◆ Exercise objective
From the listing below, copy only the lines from the line that contains "filename src/domain/mod.rs" to the line that contains "for WASM modules.", counting those two lines as part of the copy.

◆ Records for this task
<<<<
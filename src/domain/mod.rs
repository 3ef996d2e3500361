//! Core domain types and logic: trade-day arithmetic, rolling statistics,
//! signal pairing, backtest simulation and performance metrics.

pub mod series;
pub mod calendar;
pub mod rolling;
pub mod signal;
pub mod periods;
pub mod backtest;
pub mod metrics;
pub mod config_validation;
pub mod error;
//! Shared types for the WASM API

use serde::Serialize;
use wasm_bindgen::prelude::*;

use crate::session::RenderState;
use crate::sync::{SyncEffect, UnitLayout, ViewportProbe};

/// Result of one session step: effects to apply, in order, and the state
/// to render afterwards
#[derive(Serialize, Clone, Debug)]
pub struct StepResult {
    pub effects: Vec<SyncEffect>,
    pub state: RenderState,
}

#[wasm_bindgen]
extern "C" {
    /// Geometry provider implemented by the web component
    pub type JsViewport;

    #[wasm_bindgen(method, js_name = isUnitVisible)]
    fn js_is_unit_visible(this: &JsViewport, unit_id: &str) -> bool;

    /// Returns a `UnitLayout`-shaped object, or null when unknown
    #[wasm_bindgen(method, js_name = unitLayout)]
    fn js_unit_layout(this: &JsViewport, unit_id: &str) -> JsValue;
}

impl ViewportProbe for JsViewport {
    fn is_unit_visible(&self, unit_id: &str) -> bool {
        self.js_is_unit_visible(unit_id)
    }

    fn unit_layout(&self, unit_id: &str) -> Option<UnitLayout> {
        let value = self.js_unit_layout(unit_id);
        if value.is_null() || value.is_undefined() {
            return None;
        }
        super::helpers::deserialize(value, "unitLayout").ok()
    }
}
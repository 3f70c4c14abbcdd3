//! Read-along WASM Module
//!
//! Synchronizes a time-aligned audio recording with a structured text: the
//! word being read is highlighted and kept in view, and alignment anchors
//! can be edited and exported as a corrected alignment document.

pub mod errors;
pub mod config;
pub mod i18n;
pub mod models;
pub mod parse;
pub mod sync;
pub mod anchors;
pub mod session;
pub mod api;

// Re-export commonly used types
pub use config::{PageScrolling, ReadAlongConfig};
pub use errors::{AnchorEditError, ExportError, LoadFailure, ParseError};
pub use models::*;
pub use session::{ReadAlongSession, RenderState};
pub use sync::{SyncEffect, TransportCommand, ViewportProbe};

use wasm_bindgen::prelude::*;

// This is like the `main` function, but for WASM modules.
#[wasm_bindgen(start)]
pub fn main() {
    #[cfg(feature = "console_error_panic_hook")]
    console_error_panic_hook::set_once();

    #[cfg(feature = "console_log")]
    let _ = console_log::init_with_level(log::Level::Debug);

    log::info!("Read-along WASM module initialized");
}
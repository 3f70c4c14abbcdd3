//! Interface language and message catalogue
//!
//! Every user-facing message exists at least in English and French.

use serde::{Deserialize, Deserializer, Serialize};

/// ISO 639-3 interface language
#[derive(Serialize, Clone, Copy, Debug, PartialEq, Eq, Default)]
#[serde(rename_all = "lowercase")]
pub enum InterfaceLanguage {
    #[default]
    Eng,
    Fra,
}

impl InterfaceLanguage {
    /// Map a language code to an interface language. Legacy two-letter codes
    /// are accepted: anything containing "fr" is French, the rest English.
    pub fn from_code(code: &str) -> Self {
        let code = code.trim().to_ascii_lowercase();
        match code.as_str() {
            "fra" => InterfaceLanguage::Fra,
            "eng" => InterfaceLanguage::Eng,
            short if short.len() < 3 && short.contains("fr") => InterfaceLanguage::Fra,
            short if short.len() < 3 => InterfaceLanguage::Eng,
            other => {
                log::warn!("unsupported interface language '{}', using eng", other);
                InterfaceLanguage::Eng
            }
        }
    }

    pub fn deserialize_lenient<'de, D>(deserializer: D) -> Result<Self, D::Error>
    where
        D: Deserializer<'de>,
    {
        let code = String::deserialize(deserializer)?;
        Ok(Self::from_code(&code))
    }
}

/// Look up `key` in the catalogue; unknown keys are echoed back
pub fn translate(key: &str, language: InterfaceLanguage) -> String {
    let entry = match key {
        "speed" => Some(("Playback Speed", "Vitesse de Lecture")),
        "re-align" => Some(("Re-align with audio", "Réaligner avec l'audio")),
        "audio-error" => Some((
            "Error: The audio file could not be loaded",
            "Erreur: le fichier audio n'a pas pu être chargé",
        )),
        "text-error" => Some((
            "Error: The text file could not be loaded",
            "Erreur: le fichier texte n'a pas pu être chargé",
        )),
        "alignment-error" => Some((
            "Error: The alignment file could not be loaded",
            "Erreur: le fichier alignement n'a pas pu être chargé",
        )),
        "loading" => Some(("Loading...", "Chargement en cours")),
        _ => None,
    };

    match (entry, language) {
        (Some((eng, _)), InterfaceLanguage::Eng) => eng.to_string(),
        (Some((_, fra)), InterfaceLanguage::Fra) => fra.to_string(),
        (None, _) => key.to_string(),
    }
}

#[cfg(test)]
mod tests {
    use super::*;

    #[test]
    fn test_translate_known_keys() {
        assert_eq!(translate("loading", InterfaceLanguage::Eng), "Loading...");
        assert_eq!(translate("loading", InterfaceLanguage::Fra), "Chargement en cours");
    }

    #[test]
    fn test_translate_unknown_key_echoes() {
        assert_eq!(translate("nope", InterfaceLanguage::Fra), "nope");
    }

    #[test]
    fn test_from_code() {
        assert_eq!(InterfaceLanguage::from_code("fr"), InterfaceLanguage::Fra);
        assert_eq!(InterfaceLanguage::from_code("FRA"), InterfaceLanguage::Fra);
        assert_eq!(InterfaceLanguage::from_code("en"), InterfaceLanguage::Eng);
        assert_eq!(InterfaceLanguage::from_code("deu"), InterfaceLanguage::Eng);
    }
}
>>>>
<<<<
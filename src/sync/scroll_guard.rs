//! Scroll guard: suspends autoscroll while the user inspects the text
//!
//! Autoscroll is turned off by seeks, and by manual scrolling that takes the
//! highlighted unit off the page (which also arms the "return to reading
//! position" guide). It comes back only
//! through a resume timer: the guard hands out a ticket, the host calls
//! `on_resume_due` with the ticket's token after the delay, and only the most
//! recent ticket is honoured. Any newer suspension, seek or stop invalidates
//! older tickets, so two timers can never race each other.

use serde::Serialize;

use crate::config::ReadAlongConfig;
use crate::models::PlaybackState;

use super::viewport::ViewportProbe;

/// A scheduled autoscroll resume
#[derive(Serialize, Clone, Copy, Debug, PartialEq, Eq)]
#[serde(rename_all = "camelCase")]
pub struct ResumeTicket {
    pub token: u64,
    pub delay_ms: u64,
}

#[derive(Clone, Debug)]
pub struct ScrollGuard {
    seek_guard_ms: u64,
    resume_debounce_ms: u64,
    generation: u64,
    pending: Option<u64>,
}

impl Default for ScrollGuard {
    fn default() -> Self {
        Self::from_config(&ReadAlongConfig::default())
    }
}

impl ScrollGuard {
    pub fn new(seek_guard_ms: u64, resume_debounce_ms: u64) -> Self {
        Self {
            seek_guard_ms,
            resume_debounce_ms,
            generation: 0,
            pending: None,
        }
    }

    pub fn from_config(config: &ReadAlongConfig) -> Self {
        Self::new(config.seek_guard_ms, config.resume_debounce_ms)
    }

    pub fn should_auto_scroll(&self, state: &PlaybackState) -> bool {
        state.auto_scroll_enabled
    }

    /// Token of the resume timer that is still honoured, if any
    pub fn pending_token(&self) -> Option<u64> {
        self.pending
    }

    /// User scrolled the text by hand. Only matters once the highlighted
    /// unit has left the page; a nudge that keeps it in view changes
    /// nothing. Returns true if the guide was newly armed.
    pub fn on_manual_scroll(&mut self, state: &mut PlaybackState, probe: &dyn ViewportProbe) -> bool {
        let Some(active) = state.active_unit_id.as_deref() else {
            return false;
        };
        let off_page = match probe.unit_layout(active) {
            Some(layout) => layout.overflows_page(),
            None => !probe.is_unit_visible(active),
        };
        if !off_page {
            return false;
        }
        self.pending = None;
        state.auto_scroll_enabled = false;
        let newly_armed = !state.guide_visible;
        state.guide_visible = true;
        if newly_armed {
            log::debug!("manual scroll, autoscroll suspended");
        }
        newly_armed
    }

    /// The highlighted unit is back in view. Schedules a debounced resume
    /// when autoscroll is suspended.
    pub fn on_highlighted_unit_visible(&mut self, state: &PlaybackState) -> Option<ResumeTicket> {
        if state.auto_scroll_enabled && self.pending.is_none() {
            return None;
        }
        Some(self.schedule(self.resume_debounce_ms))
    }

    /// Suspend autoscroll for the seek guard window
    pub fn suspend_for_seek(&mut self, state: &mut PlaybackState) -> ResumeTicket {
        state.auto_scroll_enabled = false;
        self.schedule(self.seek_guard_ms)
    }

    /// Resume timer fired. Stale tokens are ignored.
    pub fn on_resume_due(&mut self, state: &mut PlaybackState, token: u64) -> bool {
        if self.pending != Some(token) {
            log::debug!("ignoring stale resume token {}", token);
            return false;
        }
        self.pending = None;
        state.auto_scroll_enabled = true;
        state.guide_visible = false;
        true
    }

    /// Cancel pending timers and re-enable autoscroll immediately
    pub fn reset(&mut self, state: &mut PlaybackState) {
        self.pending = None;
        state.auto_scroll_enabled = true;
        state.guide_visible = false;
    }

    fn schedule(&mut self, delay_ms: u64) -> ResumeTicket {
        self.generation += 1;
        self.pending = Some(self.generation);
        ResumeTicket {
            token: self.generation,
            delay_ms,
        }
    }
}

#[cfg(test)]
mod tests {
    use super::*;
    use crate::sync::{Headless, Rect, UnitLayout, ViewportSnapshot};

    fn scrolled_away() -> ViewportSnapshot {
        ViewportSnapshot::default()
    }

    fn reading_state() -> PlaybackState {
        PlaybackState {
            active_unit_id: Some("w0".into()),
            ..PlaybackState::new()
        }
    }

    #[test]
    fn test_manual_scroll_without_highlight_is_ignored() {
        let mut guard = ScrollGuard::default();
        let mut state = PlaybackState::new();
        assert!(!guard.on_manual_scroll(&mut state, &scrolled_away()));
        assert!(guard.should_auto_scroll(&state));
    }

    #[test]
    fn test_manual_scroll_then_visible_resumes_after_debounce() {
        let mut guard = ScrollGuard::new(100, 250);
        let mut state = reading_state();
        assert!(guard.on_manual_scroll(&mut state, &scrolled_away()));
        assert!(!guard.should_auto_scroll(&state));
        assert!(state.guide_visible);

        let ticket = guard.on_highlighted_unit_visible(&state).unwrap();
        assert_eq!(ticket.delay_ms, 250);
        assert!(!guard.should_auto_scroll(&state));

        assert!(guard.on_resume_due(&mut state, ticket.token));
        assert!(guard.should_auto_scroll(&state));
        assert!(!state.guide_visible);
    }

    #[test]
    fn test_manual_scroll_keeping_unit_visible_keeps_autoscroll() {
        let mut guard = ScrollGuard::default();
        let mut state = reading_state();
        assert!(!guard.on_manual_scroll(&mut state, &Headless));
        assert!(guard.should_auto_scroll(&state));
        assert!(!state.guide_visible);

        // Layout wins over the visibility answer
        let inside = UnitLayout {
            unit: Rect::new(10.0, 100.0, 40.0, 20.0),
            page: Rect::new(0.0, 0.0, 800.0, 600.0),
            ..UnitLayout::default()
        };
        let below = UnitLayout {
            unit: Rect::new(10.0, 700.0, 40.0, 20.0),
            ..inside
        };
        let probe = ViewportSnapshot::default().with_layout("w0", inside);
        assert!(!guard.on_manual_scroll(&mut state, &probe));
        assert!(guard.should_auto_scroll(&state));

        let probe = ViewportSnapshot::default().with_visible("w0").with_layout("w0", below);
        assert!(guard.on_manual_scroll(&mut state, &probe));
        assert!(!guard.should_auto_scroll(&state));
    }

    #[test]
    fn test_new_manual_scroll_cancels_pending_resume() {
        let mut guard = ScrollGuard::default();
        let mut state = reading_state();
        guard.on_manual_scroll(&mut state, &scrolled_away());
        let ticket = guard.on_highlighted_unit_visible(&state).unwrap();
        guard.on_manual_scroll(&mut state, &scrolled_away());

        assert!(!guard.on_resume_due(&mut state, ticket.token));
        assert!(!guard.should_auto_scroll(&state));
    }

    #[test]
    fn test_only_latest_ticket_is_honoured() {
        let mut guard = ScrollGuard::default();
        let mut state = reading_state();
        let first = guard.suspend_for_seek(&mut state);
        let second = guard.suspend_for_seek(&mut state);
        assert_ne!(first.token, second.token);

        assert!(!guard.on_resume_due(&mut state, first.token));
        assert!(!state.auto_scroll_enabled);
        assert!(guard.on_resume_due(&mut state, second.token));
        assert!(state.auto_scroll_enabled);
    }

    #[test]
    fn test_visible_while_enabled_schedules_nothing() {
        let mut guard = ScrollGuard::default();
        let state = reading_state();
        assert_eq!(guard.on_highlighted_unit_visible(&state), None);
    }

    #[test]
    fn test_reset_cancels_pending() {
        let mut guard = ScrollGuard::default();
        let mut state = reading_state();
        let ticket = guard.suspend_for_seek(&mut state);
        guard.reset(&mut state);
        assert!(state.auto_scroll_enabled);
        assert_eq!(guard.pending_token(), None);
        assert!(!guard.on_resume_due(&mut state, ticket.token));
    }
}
>>>>
◆ Exercise answer
filename src/domain/mod.rs
repository 3ef996d2e3500361
//! Core domain types and logic: trade-day arithmetic, rolling statistics,
//! signal pairing, backtest simulation and performance metrics.

pub mod series;
pub mod calendar;
pub mod rolling;
pub mod signal;
pub mod periods;
pub mod backtest;
pub mod metrics;
pub mod config_validation;
pub mod error;
//! Shared types for the WASM API

use serde::Serialize;
use wasm_bindgen::prelude::*;

use crate::session::RenderState;
use crate::sync::{SyncEffect, UnitLayout, ViewportProbe};

/// Result of one session step: effects to apply, in order, and the state
/// to render afterwards
#[derive(Serialize, Clone, Debug)]
pub struct StepResult {
    pub effects: Vec<SyncEffect>,
    pub state: RenderState,
}

#[wasm_bindgen]
extern "C" {
    /// Geometry provider implemented by the web component
    pub type JsViewport;

    #[wasm_bindgen(method, js_name = isUnitVisible)]
    fn js_is_unit_visible(this: &JsViewport, unit_id: &str) -> bool;

    /// Returns a `UnitLayout`-shaped object, or null when unknown
    #[wasm_bindgen(method, js_name = unitLayout)]
    fn js_unit_layout(this: &JsViewport, unit_id: &str) -> JsValue;
}

impl ViewportProbe for JsViewport {
    fn is_unit_visible(&self, unit_id: &str) -> bool {
        self.js_is_unit_visible(unit_id)
    }

    fn unit_layout(&self, unit_id: &str) -> Option<UnitLayout> {
        let value = self.js_unit_layout(unit_id);
        if value.is_null() || value.is_undefined() {
            return None;
        }
        super::helpers::deserialize(value, "unitLayout").ok()
    }
}
repository 3f70c4c14abbcdd3
//! Read-along WASM Module
//!
//! Synchronizes a time-aligned audio recording with a structured text: the
//! word being read is highlighted and kept in view, and alignment anchors
//! can be edited and exported as a corrected alignment document.

pub mod errors;
pub mod config;
pub mod i18n;
pub mod models;
pub mod parse;
pub mod sync;
pub mod anchors;
pub mod session;
pub mod api;

// Re-export commonly used types
pub use config::{PageScrolling, ReadAlongConfig};
pub use errors::{AnchorEditError, ExportError, LoadFailure, ParseError};
pub use models::*;
pub use session::{ReadAlongSession, RenderState};
pub use sync::{SyncEffect, TransportCommand, ViewportProbe};

use wasm_bindgen::prelude::*;

// This is like the `main` function, but for WASM modules.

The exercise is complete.